EXERCISE
Find how many lines below hold "remaining", and give that number as the entire answer.

Stored data
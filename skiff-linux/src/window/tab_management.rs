use gtk4::prelude::*;
use libadwaita as adw;
use webkit6::prelude::*;

use skiff_core::session::{Command, Effect, TabId};

use crate::webview::{self, PageEvent};

use super::{apply_effects, dispatch, run_guarded_ui, ShellContext};

/// Find the page whose child carries `tab`'s id.
pub(super) fn page_for(tab_view: &adw::TabView, tab: TabId) -> Option<adw::TabPage> {
    let n = tab_view.n_pages();
    (0..n)
        .map(|i| tab_view.nth_page(i))
        .find(|page| webview::tab_id_of(&page.child()) == Some(tab))
}

pub(super) fn webview_for(tab_view: &adw::TabView, tab: TabId) -> Option<webkit6::WebView> {
    page_for(tab_view, tab).and_then(|page| page.child().downcast::<webkit6::WebView>().ok())
}

/// Append a page for `tab`, select it and start loading `url`.
pub(super) fn open_tab(ctx: &ShellContext, tab: TabId, url: &str, title: &str) {
    let event_ctx = ctx.clone();
    let view = webview::create_page_view(&ctx.network_session, tab, move |wv, event| {
        run_guarded_ui("page-event", || {
            let Some(tab) = webview::tab_id_of(wv) else {
                return;
            };
            match event {
                PageEvent::UriChanged(url) => {
                    dispatch(&event_ctx, Command::UrlChanged { tab, url });
                }
                PageEvent::TitleChanged(title) => {
                    dispatch(&event_ctx, Command::TitleChanged { tab, title });
                }
                PageEvent::LoadingChanged(loading) => {
                    if let Some(page) = page_for(&event_ctx.tab_view, tab) {
                        page.set_loading(loading);
                    }
                }
            }
        });
    });

    let page = ctx.tab_view.append(&view);
    page.set_title(title);
    ctx.tab_view.set_selected_page(&page);
    view.load_uri(url);
}

/// Keep the session's current tab and the address bar in step with the
/// selected page.
pub(super) fn setup_tab_switch_handler(ctx: &ShellContext) {
    let handler_ctx = ctx.clone();
    ctx.tab_view.connect_selected_page_notify(move |tv| {
        run_guarded_ui("tab-selected-page-notify", || {
            if let Some(page) = tv.selected_page() {
                if let Some(tab) = webview::tab_id_of(&page.child()) {
                    dispatch(&handler_ctx, Command::SelectTab(tab));
                }
            }
        });
    });
}

/// Route every close request through the session, which refuses to close the
/// last remaining tab.
pub(super) fn setup_tab_close_handler(ctx: &ShellContext) {
    let handler_ctx = ctx.clone();
    ctx.tab_view.connect_close_page(move |tv, page| {
        let Some(tab) = webview::tab_id_of(&page.child()) else {
            tv.close_page_finish(page, true);
            return gtk4::glib::Propagation::Stop;
        };

        let effects = handler_ctx
            .session
            .borrow_mut()
            .dispatch(Command::CloseTab(tab));
        let confirmed = effects
            .iter()
            .any(|e| matches!(e, Effect::CloseTab { tab: closed } if *closed == tab));
        tv.close_page_finish(page, confirmed);
        if confirmed {
            log::debug!("Closed {}", tab);
        }
        apply_effects(&handler_ctx, effects);
        gtk4::glib::Propagation::Stop
    });
}

/// Mirror drag-and-drop reordering into the session's tab order.
pub(super) fn setup_tab_reorder_handler(ctx: &ShellContext) {
    let handler_ctx = ctx.clone();
    ctx.tab_view.connect_page_reordered(move |_tv, page, position| {
        run_guarded_ui("tab-page-reordered", || {
            if let Some(tab) = webview::tab_id_of(&page.child()) {
                dispatch(
                    &handler_ctx,
                    Command::MoveTab {
                        tab,
                        position: position.max(0) as usize,
                    },
                );
            }
        });
    });
}
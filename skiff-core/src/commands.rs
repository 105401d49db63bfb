/// A built-in browser command with its default accelerator.
#[derive(Debug)]
pub struct BuiltinCommand {
    pub id: &'static str,
    pub label: &'static str,
    pub default_accel: &'static str,
}

pub const BUILTIN_COMMANDS: &[BuiltinCommand] = &[
    BuiltinCommand {
        id: "back",
        label: "Back",
        default_accel: "<Alt>Left",
    },
    BuiltinCommand {
        id: "forward",
        label: "Forward",
        default_accel: "<Alt>Right",
    },
    BuiltinCommand {
        id: "reload",
        label: "Reload",
        default_accel: "F5",
    },
    BuiltinCommand {
        id: "home",
        label: "Home",
        default_accel: "<Alt>Home",
    },
    BuiltinCommand {
        id: "new_tab",
        label: "New Tab",
        default_accel: "<Ctrl>t",
    },
    BuiltinCommand {
        id: "close_tab",
        label: "Close Tab",
        default_accel: "<Ctrl>w",
    },
    BuiltinCommand {
        id: "add_bookmark",
        label: "Add Bookmark",
        default_accel: "<Ctrl>d",
    },
    BuiltinCommand {
        id: "edit_bookmarks",
        label: "Edit Bookmarks...",
        default_accel: "<Ctrl><Shift>o",
    },
    BuiltinCommand {
        id: "view_history",
        label: "View Detailed History...",
        default_accel: "<Ctrl>h",
    },
    BuiltinCommand {
        id: "focus_address",
        label: "Focus Address Bar",
        default_accel: "<Ctrl>l",
    },
];

pub fn find_command(id: &str) -> Option<&'static BuiltinCommand> {
    BUILTIN_COMMANDS.iter().find(|c| c.id == id)
}

/// Tooltip text such as `"Back (Alt+Left)"`.
pub fn tooltip(id: &str) -> String {
    match find_command(id) {
        Some(cmd) => format!("{} ({})", cmd.label, accel_to_display(cmd.default_accel)),
        None => id.to_string(),
    }
}

/// Converts a GTK accel string like `"<Ctrl><Shift>o"` to a human-readable
/// display string like `"Ctrl+Shift+O"`.
pub fn accel_to_display(accel: &str) -> String {
    let mut parts: Vec<String> = Vec::new();
    let mut remaining = accel;

    while remaining.starts_with('<') {
        if let Some(end) = remaining.find('>') {
            let modifier = &remaining[1..end];
            let name = match modifier.to_lowercase().as_str() {
                "ctrl" | "control" => "Ctrl".to_string(),
                "shift" => "Shift".to_string(),
                "alt" => "Alt".to_string(),
                "super" => "Super".to_string(),
                _ => modifier.to_string(),
            };
            parts.push(name);
            remaining = &remaining[end + 1..];
        } else {
            break;
        }
    }

    if !remaining.is_empty() {
        let key_display = match remaining {
            "comma" => ",".to_string(),
            "period" => ".".to_string(),
            "equal" => "=".to_string(),
            "minus" => "-".to_string(),
            k if k.chars().count() == 1 => k.to_uppercase(),
            other => other.to_string(),
        };
        parts.push(key_display);
    }

    parts.join("+")
}
//! Paragraph styles keyed by [`ParagraphRole`].

use genpdf::style::{Color, Style};
use genpdf::{Margins, Mm};

use crate::model::ParagraphRole;

/// Converts typographic points into `genpdf` millimetres.
pub fn points(value: f64) -> Mm {
    Mm::from(printpdf::Mm::from(printpdf::Pt(value)))
}

/// Font and spacing settings applied to every paragraph of one role.
#[derive(Clone, Copy, Debug, PartialEq)]
pub struct ParagraphStyle {
    font_size: u8,
    bold: bool,
    color: Option<Color>,
    space_before_pt: f64,
    space_after_pt: f64,
}

impl ParagraphStyle {
    /// Regular text at the given size with no surrounding space.
    pub fn new(font_size: u8) -> Self {
        Self {
            font_size,
            bold: false,
            color: None,
            space_before_pt: 0.0,
            space_after_pt: 0.0,
        }
    }

    /// Font size in points.
    pub fn font_size(&self) -> u8 {
        self.font_size
    }

    /// Returns whether the paragraph is set in bold.
    pub fn is_bold(&self) -> bool {
        self.bold
    }

    /// Text color, if one is set.
    pub fn color(&self) -> Option<Color> {
        self.color
    }

    /// Space above the paragraph in points.
    pub fn space_before_pt(&self) -> f64 {
        self.space_before_pt
    }

    /// Space below the paragraph in points.
    pub fn space_after_pt(&self) -> f64 {
        self.space_after_pt
    }

    /// Sets the paragraph in bold.
    pub fn bold(mut self) -> Self {
        self.bold = true;
        self
    }

    /// Sets the text color.
    pub fn with_color(mut self, color: Color) -> Self {
        self.color = Some(color);
        self
    }

    /// Sets the vertical space (in points) above and below the paragraph.
    pub fn with_spacing(mut self, before_pt: f64, after_pt: f64) -> Self {
        self.space_before_pt = before_pt;
        self.space_after_pt = after_pt;
        self
    }

    /// Builds the `genpdf` style inherited by the paragraph's spans.
    pub fn text_style(&self) -> Style {
        let mut style = Style::new().with_font_size(self.font_size);
        if self.bold {
            style.set_bold();
        }
        if let Some(color) = self.color {
            style.set_color(color);
        }
        style
    }

    /// Padding that reproduces the configured space before and after.
    pub fn padding(&self) -> Margins {
        Margins::trbl(
            points(self.space_before_pt),
            0,
            points(self.space_after_pt),
            0,
        )
    }
}

/// The set of paragraph styles used by a document.
#[derive(Clone, Debug, PartialEq)]
pub struct StyleSheet {
    title: ParagraphStyle,
    heading: ParagraphStyle,
    body: ParagraphStyle,
}

impl StyleSheet {
    /// Creates a style sheet from explicit styles.
    pub fn new(title: ParagraphStyle, heading: ParagraphStyle, body: ParagraphStyle) -> Self {
        Self {
            title,
            heading,
            body,
        }
    }

    /// Directory styling: 16pt black title, 14pt headings and 10pt body text.
    pub fn sample() -> Self {
        Self::new(
            ParagraphStyle::new(16)
                .bold()
                .with_color(Color::Rgb(0, 0, 0))
                .with_spacing(0.0, 12.0),
            ParagraphStyle::new(14).bold().with_spacing(10.0, 6.0),
            ParagraphStyle::new(10),
        )
    }

    /// Returns the style for a paragraph role.
    pub fn style_for(&self, role: ParagraphRole) -> &ParagraphStyle {
        match role {
            ParagraphRole::Title => &self.title,
            ParagraphRole::Heading => &self.heading,
            ParagraphRole::Body => &self.body,
        }
    }

    /// Body style, also used as the document default.
    pub fn body(&self) -> &ParagraphStyle {
        &self.body
    }
}

impl Default for StyleSheet {
    fn default() -> Self {
        Self::sample()
    }
}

YOUR SOLUTION
8